### Task prompt
Look through the material below and return every line that contains "context".

### Available data
pub mod context;
pub mod plugin;
pub mod progress;
pub mod renderer;

pub use context::Context;
pub use plugin::{RendererFactory, ReporterBackend};
pub use progress::{ProgressBar, ScopeExit, Spinner, SpinnerScope, with_spinner};
pub use renderer::{DetailValue, DisplayScope, ProgressBarOptions, ReporterRenderer};

#[derive(Debug, thiserror::Error)]
pub enum ReporterError {
    /// The backend was selected but cannot work in its current setup.
    #[error("{0}")]
    Configuration(String),
    #[error("invalid input: {0}")]
    InvalidInput(String),
    #[error("prompt failed: {0}")]
    Prompt(String),
    #[error(transparent)]
    Config(#[from] conda_rich_config::ConfigError),
    #[error(transparent)]
    Io(#[from] std::io::Error),
}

### Result of this task
pub mod context;
pub use context::Context;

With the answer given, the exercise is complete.